Brief
Tally the lines of the material that carry the word "impl". Give no more than the number.

+++

//! Per-draw transform rows.
//!
//! Every recorded draw becomes one row of the instance buffer holding the
//! model-view matrix and the normal matrix derived from it. A draw selects its
//! row through the instance range, so a single buffer write per frame covers
//! the skybox and every object.

use cgmath::{Matrix, Matrix3, Matrix4, SquareMatrix};

use crate::data_structures::model;

#[repr(C)]
#[derive(Debug, Copy, Clone, PartialEq, bytemuck::Pod, bytemuck::Zeroable)]
pub struct InstanceRaw {
    modelview: [[f32; 4]; 4],
    normal: [[f32; 3]; 3],
}

impl InstanceRaw {
    pub fn from_modelview(modelview: &Matrix4<f32>) -> Self {
        Self {
            modelview: (*modelview).into(),
            normal: normal_matrix(modelview).into(),
        }
    }
}

/// Inverse transpose of the upper 3x3, so normals stay perpendicular under
/// non-uniform scaling. Degenerate matrices fall back to their plain 3x3.
pub fn normal_matrix(modelview: &Matrix4<f32>) -> Matrix3<f32> {
    let upper = Matrix3::from_cols(
        modelview.x.truncate(),
        modelview.y.truncate(),
        modelview.z.truncate(),
    );
    upper.invert().map_or(upper, |inv| inv.transpose())
}

/**
 * The model-view matrix occupies four vertex slots (one per column) and the
 * normal matrix three more.
 */
impl model::Vertex for InstanceRaw {
    fn desc() -> wgpu::VertexBufferLayout<'static> {
        use std::mem;
        wgpu::VertexBufferLayout {
            array_stride: mem::size_of::<InstanceRaw>() as wgpu::BufferAddress,
            // Advance once per instance rather than per vertex
            step_mode: wgpu::VertexStepMode::Instance,
            attributes: &[
                wgpu::VertexAttribute {
                    offset: 0,
                    shader_location: 5,
                    format: wgpu::VertexFormat::Float32x4,
                },
                wgpu::VertexAttribute {
                    offset: mem::size_of::<[f32; 4]>() as wgpu::BufferAddress,
                    shader_location: 6,
                    format: wgpu::VertexFormat::Float32x4,
                },
                wgpu::VertexAttribute {
                    offset: mem::size_of::<[f32; 8]>() as wgpu::BufferAddress,
                    shader_location: 7,
                    format: wgpu::VertexFormat::Float32x4,
                },
                wgpu::VertexAttribute {
                    offset: mem::size_of::<[f32; 12]>() as wgpu::BufferAddress,
                    shader_location: 8,
                    format: wgpu::VertexFormat::Float32x4,
                },
                wgpu::VertexAttribute {
                    offset: mem::size_of::<[f32; 16]>() as wgpu::BufferAddress,
                    shader_location: 9,
                    format: wgpu::VertexFormat::Float32x3,
                },
                wgpu::VertexAttribute {
                    offset: mem::size_of::<[f32; 19]>() as wgpu::BufferAddress,
                    shader_location: 10,
                    format: wgpu::VertexFormat::Float32x3,
                },
                wgpu::VertexAttribute {
                    offset: mem::size_of::<[f32; 22]>() as wgpu::BufferAddress,
                    shader_location: 11,
                    format: wgpu::VertexFormat::Float32x3,
                },
            ],
        }
    }
}

#[cfg(test)]
mod tests {
    use approx::assert_relative_eq;
    use cgmath::{Deg, InnerSpace, Vector3};

    use super::*;

    #[test]
    fn row_is_25_floats() {
        assert_eq!(std::mem::size_of::<InstanceRaw>(), 25 * 4);
    }

    #[test]
    fn rotation_only_normal_matrix_is_the_rotation() {
        let rotation = Matrix4::from_angle_y(Deg(30.0));
        let normal = normal_matrix(&rotation);
        let expected = Matrix3::from_angle_y(Deg(30.0));
        for c in 0..3 {
            for r in 0..3 {
                assert_relative_eq!(normal[c][r], expected[c][r], epsilon = 1e-6);
            }
        }
    }

    #[test]
    fn non_uniform_scale_keeps_normals_perpendicular() {
        let m = Matrix4::from_nonuniform_scale(20.0, 0.1, 200.0);
        let normal = normal_matrix(&m);
        // a 45 degree slope in the XY plane
        let tangent = Vector3::new(1.0, 1.0, 0.0);
        let surface_normal = Vector3::new(1.0, -1.0, 0.0);
        let t = Matrix3::from_cols(m.x.truncate(), m.y.truncate(), m.z.truncate()) * tangent;
        let n = normal * surface_normal;
        assert_relative_eq!(t.dot(n), 0.0, epsilon = 1e-4);
    }

    #[test]
    fn degenerate_scale_does_not_produce_nan() {
        let m = Matrix4::from_nonuniform_scale(1.0, 0.0, 1.0);
        let raw = InstanceRaw::from_modelview(&m);
        assert!(raw.normal.iter().flatten().all(|v| v.is_finite()));
    }
}
//! foxhole
//!
//! A small real-time 3D scene: a textured cube the player drives around a
//! ground plane dotted with crates, seen by a camera that follows behind and
//! above it, inside a cube-mapped skybox and lit by one Phong light.
//!
//! High-level modules
//! - `app`: window, event loop and the per-frame update/render cycle
//! - `camera`: look-at camera, projection and the camera uniform
//! - `config`: RON configuration with defaults for the stock scene
//! - `context`: surface, device, queue and depth buffer for a window
//! - `data_structures`: meshes, instances, textures and the model-view stack
//! - `movement`: heading-relative motion helpers
//! - `pipelines`: the Phong and skybox pipelines, light and material uniforms
//! - `player`: the player entity and its keyboard/mouse controller
//! - `renderer`: GPU resources and draw recording for a frame
//! - `resources`: loading meshes, textures and cube maps from disk
//! - `scene`: the scene manager that turns the world into a frame
//!

pub mod app;
pub mod camera;
pub mod config;
pub mod context;
pub mod data_structures;
pub mod error;
pub mod movement;
pub mod pipelines;
pub mod player;
pub mod renderer;
pub mod resources;
pub mod scene;

pub use config::Config;
pub use error::SceneError;
pub use scene::{Frame, SceneManager};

+++

Answer below
2